Towards Evolutionary-based Automated Machine Learning for Small Molecule Pharmacokinetic Prediction
Alex G. C. de Sá, David B. Ascher
TL;DR
The paper addresses the lack of personalized AutoML for small-molecule PK prediction by proposing a grammar-based genetic programming framework that automatically constructs PK pipelines from a rich search space of molecular representations, preprocessing steps, and ML models. It demonstrates that AutoML can select diverse, high-performing pipelines and achieve predictive performance comparable to or better than established baselines like pkCSM and XGBoost, as measured by MCC across multiple PK datasets. Key contributions include a CFG-defined search space, a GP-driven optimization method with cross-validation-based fitness, and extensive analysis of pipeline components and their impact on performance. The work offers a scalable, automated tool for accelerating small-molecule PK discovery with potential for customization to diverse PK tasks and datasets.
Abstract
Machine learning (ML) is revolutionising drug discovery by expediting the prediction of small molecule properties essential for developing new drugs. These properties -- including absorption, distribution, metabolism and excretion (ADME)-- are crucial in the early stages of drug development since they provide an understanding of the course of the drug in the organism, i.e., the drug's pharmacokinetics. However, existing methods lack personalisation and rely on manually crafted ML algorithms or pipelines, which can introduce inefficiencies and biases into the process. To address these challenges, we propose a novel evolutionary-based automated ML method (AutoML) specifically designed for predicting small molecule properties, with a particular focus on pharmacokinetics.

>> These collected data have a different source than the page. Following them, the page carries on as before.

//! Agent-level streaming events.
//!
//! `AgentEvent` is the semantic event stream one invocation emits; the
//! session orchestrator wraps each one as `{"type": "agent_event", "data": …}`
//! and forwards it to the client.
//!
//! - `thinking`        — free-text progress hint
//! - `tool_use_start`  — the model began a tool invocation
//! - `tool_use`        — arguments assembled, about to dispatch
//! - `tool_result`     — the normalized envelope (may carry `ui_command`)
//! - `text`            — an incremental assistant text delta, not cumulative
//! - `done`            — end of turn
//! - `error`           — the invocation failed after retries

use serde::{Deserialize, Serialize};

#[derive(Debug, Clone, Serialize, Deserialize)]
#[serde(tag = "type", rename_all = "snake_case")]
pub enum AgentEvent {
    Thinking { content: String },

    ToolUseStart { tool: String },

    ToolUse {
        tool: String,
        input: serde_json::Value,
    },

    ToolResult {
        tool: String,
        result: serde_json::Value,
    },

    Text { content: String },

    Done,

    Error { message: String },
}
//! Task deletion tools.
//!
//! Every delete records the pre-delete snapshot (`original_state`) in its
//! envelope. The envelope lands in the history log as a tool result, which
//! is what makes "restore the task I just deleted" possible later.

use async_trait::async_trait;
use serde_json::{json, Value};

use voxtask_core::{ToolEnvelope, ToolHandler};
use voxtask_store::TaskStore;

pub struct DeleteTask {
    tasks: TaskStore,
}

impl DeleteTask {
    pub fn new(tasks: TaskStore) -> Self {
        Self { tasks }
    }
}

#[async_trait]
impl ToolHandler for DeleteTask {
    fn name(&self) -> &'static str {
        "delete_task"
    }

    fn description(&self) -> &'static str {
        "Delete a task permanently. Use this when the user wants to remove a task. \
         The deleted task's full state is recorded so it can be restored later."
    }

    fn input_schema(&self) -> Value {
        json!({
            "type": "object",
            "properties": {
                "task_id": {"type": "integer", "description": "ID of the task to delete (required)"}
            },
            "required": ["task_id"]
        })
    }

    async fn call(&self, input: Value) -> ToolEnvelope {
        let Some(task_id) = input["task_id"].as_i64() else {
            return ToolEnvelope::fail("task_id must be an integer");
        };

        match self.tasks.delete(task_id).await {
            Ok(snapshot) => {
                let state = serde_json::to_value(&snapshot).unwrap_or(Value::Null);
                ToolEnvelope::ok(format!("Task '{}' deleted successfully", snapshot.title))
                    .with("original_state", state)
            }
            Err(voxtask_core::StoreError::TaskNotFound(id)) => {
                ToolEnvelope::fail(format!("Task with ID {id} not found"))
            }
            Err(e) => ToolEnvelope::fail(e.to_string()),
        }
    }
}

pub struct DeleteMultipleTasks {
    tasks: TaskStore,
}

impl DeleteMultipleTasks {
    pub fn new(tasks: TaskStore) -> Self {
        Self { tasks }
    }
}

#[async_trait]
impl ToolHandler for DeleteMultipleTasks {
    fn name(&self) -> &'static str {
        "delete_multiple_tasks"
    }

    fn description(&self) -> &'static str {
        "Delete multiple tasks at once. Use when the user wants to bulk delete tasks."
    }

    fn input_schema(&self) -> Value {
        json!({
            "type": "object",
            "properties": {
                "task_ids": {
                    "type": "array",
                    "items": {"type": "integer"},
                    "description": "IDs of tasks to delete (required)"
                }
            },
            "required": ["task_ids"]
        })
    }

    async fn call(&self, input: Value) -> ToolEnvelope {
        let ids: Vec<i64> = input["task_ids"]
            .as_array()
            .map(|arr| arr.iter().filter_map(Value::as_i64).collect())
            .unwrap_or_default();
        if ids.is_empty() {
            return ToolEnvelope::fail("task_ids must not be empty");
        }

        let outcome = self.tasks.delete_many(&ids).await;
        let snapshots: Vec<Value> = outcome
            .succeeded
            .iter()
            .filter_map(|t| serde_json::to_value(t).ok())
            .collect();
        let deleted: Vec<Value> = outcome
            .succeeded
            .iter()
            .map(|t| json!({"id": t.id, "title": t.title}))
            .collect();

        let mut envelope = if outcome.all_ok() {
            ToolEnvelope::ok(format!("{} tasks deleted successfully", deleted.len()))
        } else {
            ToolEnvelope::fail(format!(
                "Deleted {} of {} tasks; {} failed",
                deleted.len(),
                ids.len(),
                outcome.failed.len()
            ))
        }
        .with("tasks", Value::Array(deleted))
        .with("original_states", Value::Array(snapshots));

        if !outcome.failed.is_empty() {
            let failed: Vec<Value> = outcome
                .failed
                .iter()
                .map(|(id, reason)| json!({"task_id": id, "reason": reason}))
                .collect();
            envelope = envelope.with("failed", Value::Array(failed));
        }
        envelope
    }
}
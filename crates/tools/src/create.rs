//! Task creation tools.

use async_trait::async_trait;
use chrono::Utc;
use serde_json::{json, Value};

use voxtask_core::{NewTask, TaskPriority, ToolEnvelope, ToolHandler};
use voxtask_store::TaskStore;

use crate::datetime::parse_flexible;
use crate::{opt_str, task_detail};

fn task_properties() -> Value {
    json!({
        "title": {"type": "string", "description": "Task title (required)"},
        "description": {"type": "string", "description": "Detailed description of the task"},
        "notes": {"type": "string", "description": "Additional notes about the task"},
        "priority": {
            "type": "string",
            "enum": ["low", "medium", "high", "urgent"],
            "description": "Priority level (default: medium)"
        },
        "scheduled_date": {
            "type": "string",
            "description": "When the task is planned, ISO 8601 (defaults to today at noon)"
        },
        "deadline": {
            "type": "string",
            "description": "When the task must be done by, ISO 8601 (optional)"
        }
    })
}

fn new_task_from_input(input: &Value) -> NewTask {
    let now = Utc::now();
    NewTask {
        title: opt_str(input, "title").unwrap_or_default(),
        description: opt_str(input, "description"),
        notes: opt_str(input, "notes"),
        priority: opt_str(input, "priority")
            .and_then(|p| p.parse::<TaskPriority>().ok())
            .unwrap_or_default(),
        scheduled_date: opt_str(input, "scheduled_date").and_then(|s| parse_flexible(&s, now)),
        deadline: opt_str(input, "deadline").and_then(|s| parse_flexible(&s, now)),
    }
}

pub struct CreateTask {
    tasks: TaskStore,
}

impl CreateTask {
    pub fn new(tasks: TaskStore) -> Self {
        Self { tasks }
    }
}

#[async_trait]
impl ToolHandler for CreateTask {
    fn name(&self) -> &'static str {
        "create_task"
    }

    fn description(&self) -> &'static str {
        "Create a new task. Use this when the user wants to add a new task or todo item."
    }

    fn input_schema(&self) -> Value {
        json!({
            "type": "object",
            "properties": task_properties(),
            "required": ["title"]
        })
    }

    async fn call(&self, input: Value) -> ToolEnvelope {
        let new = new_task_from_input(&input);
        let title = new.title.clone();
        match self.tasks.create(new).await {
            Ok(task) => ToolEnvelope::ok(format!("Task '{title}' created successfully"))
                .with("task", task_detail(&task)),
            Err(e) => ToolEnvelope::fail(e.to_string()),
        }
    }
}

pub struct CreateMultipleTasks {
    tasks: TaskStore,
}

impl CreateMultipleTasks {
    pub fn new(tasks: TaskStore) -> Self {
        Self { tasks }
    }
}

#[async_trait]
impl ToolHandler for CreateMultipleTasks {
    fn name(&self) -> &'static str {
        "create_multiple_tasks"
    }

    fn description(&self) -> &'static str {
        "Create multiple tasks at once. Use this when the user wants to add several tasks in one command."
    }

    fn input_schema(&self) -> Value {
        json!({
            "type": "object",
            "properties": {
                "tasks": {
                    "type": "array",
                    "description": "Array of tasks to create",
                    "items": {
                        "type": "object",
                        "properties": task_properties(),
                        "required": ["title"]
                    }
                }
            },
            "required": ["tasks"]
        })
    }

    async fn call(&self, input: Value) -> ToolEnvelope {
        let items: Vec<NewTask> = input["tasks"]
            .as_array()
            .map(|arr| arr.iter().map(new_task_from_input).collect())
            .unwrap_or_default();
        if items.is_empty() {
            return ToolEnvelope::fail("No tasks given");
        }

        let total = items.len();
        let outcome = self.tasks.create_many(items).await;
        let created: Vec<Value> = outcome.succeeded.iter().map(task_detail).collect();

        let mut envelope = if outcome.all_ok() {
            ToolEnvelope::ok(format!("{} tasks created successfully", created.len()))
        } else {
            ToolEnvelope::fail(format!(
                "Created {} of {total} tasks; {} failed",
                created.len(),
                outcome.failed.len()
            ))
        }
        .with("tasks", Value::Array(created));

        if !outcome.failed.is_empty() {
            let failed: Vec<Value> = outcome
                .failed
                .iter()
                .map(|(index, reason)| json!({"index": index, "reason": reason}))
                .collect();
            envelope = envelope.with("failed", Value::Array(failed));
        }
        envelope
    }
}
//! LLM provider implementations for voxtask.
//!
//! All providers implement `voxtask_core::LlmProvider` and emit the
//! normalized stream event set; nothing above this crate branches on
//! provider.

pub mod anthropic;
pub mod openai_compat;
pub mod router;
mod sse;

pub use anthropic::AnthropicProvider;
pub use openai_compat::OpenAiCompatProvider;
pub use router::build_provider;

Leveraging the advantages of grammar-based genetic programming, our AutoML method streamlines the process by automatically selecting algorithms and designing predictive pipelines tailored to the particular characteristics of input molecular data. Results demonstrate AutoML's effectiveness in selecting diverse ML algorithms, resulting in comparable or even improved predictive performances compared to conventional approaches. By offering personalised ML-driven pipelines, our method promises to enhance small molecule research in drug discovery, providing researchers with a valuable tool for accelerating the development of novel therapeutic drugs.